Lanark no more
Lanark no more

As the Edinburgh Festival comes to an end, I find myself reflecting on the image it has left on modern Scotland. It’s been a popular festival. Ticket sales have been at record levels, the crowds in the streets and at pavement cafes patrons have been enjoying unusually warm, sunny weather.  The concerts and shows I’ve been to have been pretty good….with one exception, the Citizens Theatre production of “Lanark.”

This dark story of an artist growing up in post-war Glasgow is just what Scotland doesn’t need. It’s depressing and pointless. I hesitate to disagree with Joyce McMillan, one of Scotland’s leading theatre critics, but I would give this production only one star, not her five. I found it pretentious, self-absorbed, gratuitously shocking, too long and too clever by half, much like the huge book by Alasdair Gray on which it is based. You would think the Edinburgh International Festival and the Citizens Theatre could find a subject more exciting and relevant in modern Scotland than this James Joyce look-alike of jumbled up thoughts and mad references. At one point, the heroine appears as a crocodile imprisoned in a 1984-style “institute.”

Scotland is better than this. To hark back to the bad old days in Glasgow does us all a disservice, particularly when there is no suggested way out. It’s putting our self-doubt, our persecution complex and the chip on our shoulder on the stage for all the world to see.

The reality is different. This week we got the results of the annual Scottish Household Survey of over 5,700 Scots. It found that 90 per cent of us are happy with the neighbourhood in which we live. 85 per cent of us feel safe walking home at night. Just over half feel positive about household finances, despite the recession. A third do some form of voluntary work. 80 per cent have access to the internet at home. 60 per cent of us own our own homes. Only a fifth of us now smoke. Half describe ourselves as Christians and almost half believe climate change is an urgent problem we need to do something about. This is a nation whose glass is half full, not half empty.

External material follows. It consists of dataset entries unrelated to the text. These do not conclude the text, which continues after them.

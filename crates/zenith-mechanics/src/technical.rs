//! Technical touches and positioning: redirects, pinches and shadow
//! defence.

use zenith_core::math::direction;
use zenith_core::{AgentId, ArenaConstants, GameState, Vec3, EPSILON};
use zenith_reward::{AgentRewards, Detector, StepContext};

use crate::touch::TouchTracker;

// ── Redirect ───────────────────────────────────────────────────────

const REDIRECT_BALL_Z: f32 = 300.0;
const REDIRECT_CAR_Z: f32 = 200.0;
const REDIRECT_MIN_CHANGE: f32 = 0.4;
const MIN_TRACKED_SPEED: f32 = 10.0;

/// Aerial touch that turns the ball's direction of travel.
///
/// With `change = 1 - prev_dir · cur_dir`, a new touch (ball above 300,
/// car above 200) with `change > 0.4` pays
/// `10 · change · (1 + max(0, cur_dir · dir_to_opponent_goal))`.
///
/// The ball direction is remembered once per detector and only refreshed
/// while the ball moves faster than 10 uu/s. A ball that starts at rest has
/// a zero direction, so the first aerial touch after kickoff counts as a
/// full change.
#[derive(Clone, Debug, PartialEq)]
pub struct Redirect {
    arena: ArenaConstants,
    touches: TouchTracker,
    last_direction: Vec3,
}

impl Redirect {
    /// Build with the given arena geometry.
    pub fn new(arena: ArenaConstants) -> Self {
        Self {
            arena,
            touches: TouchTracker::default(),
            last_direction: Vec3::zeros(),
        }
    }
}

impl Detector for Redirect {
    fn name(&self) -> &str {
        "redirect"
    }

    fn reset(&mut self, agents: &[AgentId], initial: &GameState) {
        self.touches.reset(agents, initial);
        let velocity = initial.ball.linear_velocity;
        self.last_direction = velocity / (velocity.norm() + EPSILON);
    }

    fn step(&mut self, ctx: &StepContext<'_>) -> AgentRewards {
        let ball = ctx.ball();
        let speed = ball.speed();
        let current = if speed > MIN_TRACKED_SPEED {
            ball.linear_velocity / speed
        } else {
            self.last_direction
        };
        let aerial_ball = ball.position.z > REDIRECT_BALL_Z;

        let mut rewards = AgentRewards::with_capacity(ctx.cars().len());
        for &(id, car) in ctx.cars() {
            let touched = self.touches.update(id, car);
            let mut reward = 0.0;
            if touched && aerial_ball && car.height() > REDIRECT_CAR_Z {
                let change = 1.0 - self.last_direction.dot(&current);
                if change > REDIRECT_MIN_CHANGE {
                    let goal = self.arena.opponent_goal(car.team);
                    let alignment = direction(&(goal - ball.position))
                        .map_or(0.0, |d| current.dot(&d).max(0.0));
                    reward = 10.0 * change * (1.0 + alignment);
                }
            }
            rewards.insert(id, reward);
        }

        self.last_direction = current;
        rewards
    }
}

// ── Pinch ──────────────────────────────────────────────────────────

const PINCH_MIN_GAIN: f32 = 1500.0;
const POST_Y: f32 = 4800.0;
const POST_MAX_X: f32 = 1000.0;
const PINCH_CEILING_Z: f32 = 1800.0;
const PINCH_WALL_X: f32 = 3800.0;
const PINCH_WALL_Y: f32 = 4800.0;
const PINCH_GROUND_Z: f32 = 200.0;

/// New touch that raises the ball's speed by more than 1500 uu/s.
///
/// Classified by where the ball is, first match wins: goal post 25,
/// ceiling 18, wall 15, ground 14, anywhere else 12.
#[derive(Clone, Debug, Default, PartialEq)]
pub struct Pinch {
    touches: TouchTracker,
    last_ball_speed: f32,
}

impl Pinch {
    /// Build the detector.
    pub fn new() -> Self {
        Self::default()
    }

    /// Value of a pinch with the ball at `pos`.
    pub fn value(pos: &Vec3) -> f32 {
        let near_post = pos.y.abs() > POST_Y && pos.x.abs() < POST_MAX_X;
        let near_wall = pos.x.abs() > PINCH_WALL_X || pos.y.abs() > PINCH_WALL_Y;
        if near_post {
            25.0
        } else if pos.z > PINCH_CEILING_Z {
            18.0
        } else if near_wall {
            15.0
        } else if pos.z < PINCH_GROUND_Z {
            14.0
        } else {
            12.0
        }
    }
}

impl Detector for Pinch {
    fn name(&self) -> &str {
        "pinch"
    }

    fn reset(&mut self, agents: &[AgentId], initial: &GameState) {
        self.touches.reset(agents, initial);
        self.last_ball_speed = initial.ball.speed();
    }

    fn step(&mut self, ctx: &StepContext<'_>) -> AgentRewards {
        let ball = ctx.ball();
        let speed = ball.speed();
        let gain = speed - self.last_ball_speed;

        let mut rewards = AgentRewards::with_capacity(ctx.cars().len());
        for &(id, car) in ctx.cars() {
            let touched = self.touches.update(id, car);
            let reward = if touched && gain > PINCH_MIN_GAIN {
                Self::value(&ball.position)
            } else {
                0.0
            };
            rewards.insert(id, reward);
        }

        self.last_ball_speed = speed;
        rewards
    }
}

// ── Shadow defence ─────────────────────────────────────────────────

const SHADOW_ALIGNMENT: f32 = 0.85;
const SHADOW_RETREAT_SPEED: f32 = 500.0;
const SHADOW_MAX_GOAL_DIST: f32 = 2000.0;

/// Retreating between the ball and the agent's own goal.
///
/// Pays 3 when the ball→car direction is within `acos(0.85)` of the
/// ball→goal direction, the car is moving toward its goal faster than
/// 500 uu/s, and it is within 2000 uu of the goal.
#[derive(Clone, Debug, PartialEq)]
pub struct ShadowDefense {
    arena: ArenaConstants,
}

impl ShadowDefense {
    /// Build with the given arena geometry.
    pub fn new(arena: ArenaConstants) -> Self {
        Self { arena }
    }
}

impl Detector for ShadowDefense {
    fn name(&self) -> &str {
        "shadow_defense"
    }

    fn reset(&mut self, _agents: &[AgentId], _initial: &GameState) {}

    fn step(&mut self, ctx: &StepContext<'_>) -> AgentRewards {
        let ball = ctx.ball().position;
        ctx.cars()
            .iter()
            .map(|&(id, car)| {
                let goal = self.arena.own_goal(car.team);
                let pos = car.physics.position;
                let shadowing = match (direction(&(goal - ball)), direction(&(pos - ball))) {
                    (Some(ball_to_goal), Some(ball_to_car)) => {
                        let car_to_goal = goal - pos;
                        let retreat = direction(&car_to_goal)
                            .map_or(0.0, |d| car.physics.linear_velocity.dot(&d));
                        ball_to_goal.dot(&ball_to_car) > SHADOW_ALIGNMENT
                            && retreat > SHADOW_RETREAT_SPEED
                            && car_to_goal.norm() < SHADOW_MAX_GOAL_DIST
                    }
                    _ => false,
                };
                (id, if shadowing { 3.0 } else { 0.0 })
            })
            .collect()
    }
}

#[cfg(test)]
mod tests {
    use super::*;
    use zenith_test_utils::{CarBuilder, DetectorHarness, GameStateBuilder};

    const A: AgentId = AgentId(0);

    // ── Redirect ───────────────────────────────────────────────

    fn ball_moving(vx: f32, vy: f32, touches: u32) -> GameState {
        GameStateBuilder::new()
            .ball_position(0.0, 0.0, 800.0)
            .ball_velocity(vx, vy, 0.0)
            .car(
                A,
                CarBuilder::blue()
                    .position(0.0, -100.0, 700.0)
                    .airborne()
                    .touches(touches),
            )
            .build()
    }

    #[test]
    fn right_angle_redirect_across_goal_line() {
        let initial = ball_moving(0.0, 1000.0, 0);
        let mut h = DetectorHarness::new(Redirect::new(ArenaConstants::standard()), &initial);
        // Turned 90° to +x: change 1, no alignment with +y goal.
        let r = h.reward(&ball_moving(1000.0, 0.0, 1), A);
        assert!((r - 10.0).abs() < 1e-4);
    }

    #[test]
    fn reversal_toward_goal_gets_alignment_bonus() {
        let initial = ball_moving(0.0, -1000.0, 0);
        let mut h = DetectorHarness::new(Redirect::new(ArenaConstants::standard()), &initial);
        let r = h.reward(&ball_moving(0.0, 1000.0, 1), A);

        let to_goal = direction(&Vec3::new(0.0, 6000.0, 100.0 - 800.0)).unwrap();
        let expected = 20.0 * (1.0 + to_goal.y);
        assert!((r - expected).abs() < 1e-3);
    }

    #[test]
    fn direction_change_without_touch_is_ignored() {
        let initial = ball_moving(0.0, 1000.0, 0);
        let mut h = DetectorHarness::new(Redirect::new(ArenaConstants::standard()), &initial);
        assert_eq!(h.reward(&ball_moving(1000.0, 0.0, 0), A), 0.0);
        // The direction was refreshed, so a touch that keeps it is not a redirect.
        assert_eq!(h.reward(&ball_moving(1000.0, 0.0, 1), A), 0.0);
    }

    #[test]
    fn first_touch_of_a_ball_at_rest_is_a_full_change() {
        let initial = ball_moving(0.0, 0.0, 0);
        let mut h = DetectorHarness::new(Redirect::new(ArenaConstants::standard()), &initial);
        // Zero direction before: change 1, moving along x has no alignment.
        let r = h.reward(&ball_moving(1000.0, 0.0, 1), A);
        assert!((r - 10.0).abs() < 1e-4);
    }

    #[test]
    fn slow_ball_keeps_the_last_direction() {
        let initial = ball_moving(0.0, 1000.0, 0);
        let mut h = DetectorHarness::new(Redirect::new(ArenaConstants::standard()), &initial);
        assert_eq!(h.reward(&ball_moving(5.0, 0.0, 0), A), 0.0);
        // Still compared against +y.
        let r = h.reward(&ball_moving(1000.0, 0.0, 1), A);
        assert!((r - 10.0).abs() < 1e-4);
    }

    // ── Pinch ──────────────────────────────────────────────────

    fn pinch_at(x: f32, y: f32, z: f32) -> f32 {
        let initial = GameStateBuilder::new()
            .ball_position(x, y, z)
            .car(A, CarBuilder::blue())
            .build();
        let hit = GameStateBuilder::new()
            .ball_position(x, y, z)
            .ball_velocity(0.0, 0.0, 2000.0)
            .car(A, CarBuilder::blue().touches(1))
            .build();
        DetectorHarness::new(Pinch::new(), &initial).reward(&hit, A)
    }

    #[test]
    fn pinch_location_tiers() {
        assert_eq!(pinch_at(0.0, 5000.0, 300.0), 25.0);
        assert_eq!(pinch_at(0.0, 0.0, 1900.0), 18.0);
        assert_eq!(pinch_at(3900.0, 0.0, 900.0), 15.0);
        assert_eq!(pinch_at(2000.0, 5000.0, 900.0), 15.0);
        assert_eq!(pinch_at(0.0, 0.0, 100.0), 14.0);
        assert_eq!(pinch_at(0.0, 0.0, 900.0), 12.0);
    }

    #[test]
    fn ordinary_hit_is_not_a_pinch() {
        let initial = GameStateBuilder::new().car(A, CarBuilder::blue()).build();
        let hit = GameStateBuilder::new()
            .ball_velocity(1400.0, 0.0, 0.0)
            .car(A, CarBuilder::blue().touches(1))
            .build();
        let mut h = DetectorHarness::new(Pinch::new(), &initial);
        assert_eq!(h.reward(&hit, A), 0.0);
    }

    // ── Shadow defence ─────────────────────────────────────────

    fn defending(car_y: f32, car_vy: f32) -> GameState {
        GameStateBuilder::new()
            .ball_position(0.0, -3000.0, 100.0)
            .car(
                A,
                CarBuilder::blue()
                    .position(0.0, car_y, 100.0)
                    .velocity(0.0, car_vy, 0.0),
            )
            .build()
    }

    #[test]
    fn retreating_goal_side_is_shadowing() {
        let s = defending(-4500.0, -1000.0);
        let mut h = DetectorHarness::new(ShadowDefense::new(ArenaConstants::standard()), &s);
        assert_eq!(h.reward(&s, A), 3.0);
    }

    #[test]
    fn ball_side_or_stationary_is_not() {
        let arena = ArenaConstants::standard();
        let ahead = defending(-2000.0, -1000.0);
        let mut h = DetectorHarness::new(ShadowDefense::new(arena), &ahead);
        assert_eq!(h.reward(&ahead, A), 0.0);
        assert_eq!(h.reward(&defending(-4500.0, 0.0), A), 0.0);
        // Too far from goal even though aligned.
        assert_eq!(h.reward(&defending(-3500.0, -1000.0), A), 0.0);
    }
}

Of course the opposition parties have seized on the empty end of the glass. They’ve been pointing out, for instance, that parents’ satisfaction with schools has fallen below 80 per cent for the first time for years. And although overall crime is at a 40 year low, more than 10 per cent of households continue to be bothered by drug misusers and rowdy behaviour.

On Thursday, the Chief Constable of Scotland, Sir Stephen House, surprised everyone (or no-one? Ed.) by announcing that he’s to resign in December, nine months before the end of his contract. And it isn’t because of rowdy behaviour. He is the first chief constable of the new Police Scotland, after the merger of the eight regional police forces in 2013, and – to put it mildly – his period in office has been controversial.

There was considerable opposition to the merger in the first place but the new force made a number of early errors. It deployed armed officers on routine patrols without any public announcement. It had an aggressive policy of stop-and-search, especially in Glasgow. It failed to explain the sudden death of a black man arrested in Kirkcaldy last May. And in July, a young couple died after police took three days to respond to reports that their car had skidded off the M9 near Stirling. Too many mistakes in too short a time; the man at the top had to go.

The row between the BBC and the SNP has been rumbling on this week. It began with Alex Salmond accusing the BBC of behaving “like Pravda” during the referendum campaign. The BBC’s Nick Robinson hit back by accusing the SNP of organising a Putin-style protest outside the BBC’s headquarters in Glasgow which was designed to intimidate its journalists. By the end of the week, Nicola Sturgeon was calling for a “federal” BBC with a separate TV channel for Scotland and a second radio channel.

But in this final Festival week, I don’t want to give the impression of a divided and moaning Scotland. There were two heart-warming stories that caught my eye. One was that red squirrels are to be introduced into ten new areas in the west Highlands. It’s to be organised by the Highland Foundation for Wildlife and the Trees for Life charity and it follows the pioneering work of the naturalist Roy Dennis who has shown it can be done in woodlands near Dundonnell.

The other story concerns a man I met while I was a cub reporter on the Alloa Advertiser almost 40 years ago. Colonel Frank Saunders was a quiet, old-style army officer, who had survived Dunkirk, fought with the 8th Army in North Africa and served for over 20 years with the Royal Engineers. In the 1960s and 70s he was a free-thinking Conservative Councillor in the then Central Region. He died 18 months ago at the age of 106 and this week we learned that he left most of his estate, some £750,000, to his old school Glasgow Academy to help towards the cost of building of its new science and technology department. Now that’s the kind of Glasgow spirit I would like to see celebrated.